■ DATA SUPPLIED:
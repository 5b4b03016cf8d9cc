use sea_orm::entity::prelude::*;

/// A physical residence. Users reach it through `home_user_connection`.
#[derive(Clone, Debug, PartialEq, Eq, DeriveEntityModel)]
#[sea_orm(table_name = "homes")]
pub struct Model {
    #[sea_orm(primary_key)]
    pub id: i32,
    pub name: String,
    pub address: String,
    pub city: String,
    /// Two-letter state code, upper-cased. Empty when unknown.
    pub state: String,
    /// Five digit or ZIP+4 postal code. Empty when unknown.
    pub zip_code: String,
}

#[derive(Copy, Clone, Debug, EnumIter, DeriveRelation)]
pub enum Relation {
    #[sea_orm(has_many = "super::room::Entity")]
    Room,
    #[sea_orm(has_many = "super::task::Entity")]
    Task,
    #[sea_orm(has_many = "super::home_user_connection::Entity")]
    HomeUserConnection,
}

impl Related<super::room::Entity> for Entity {
    fn to() -> RelationDef {
        Relation::Room.def()
    }
}

impl Related<super::task::Entity> for Entity {
    fn to() -> RelationDef {
        Relation::Task.def()
    }
}

impl Related<super::app_user::Entity> for Entity {
    fn to() -> RelationDef {
        super::home_user_connection::Relation::AppUser.def()
    }
    fn via() -> Option<RelationDef> {
        Some(super::home_user_connection::Relation::Home.def().rev())
    }
}

impl ActiveModelBehavior for ActiveModel {}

■ WORK TO COMPLETE: All lines of the listing that contain the word "when" should be copied out.

■ SOLUTION TO THE EXERCISE:
    /// Two-letter state code, upper-cased. Empty when unknown.
    /// Five digit or ZIP+4 postal code. Empty when unknown.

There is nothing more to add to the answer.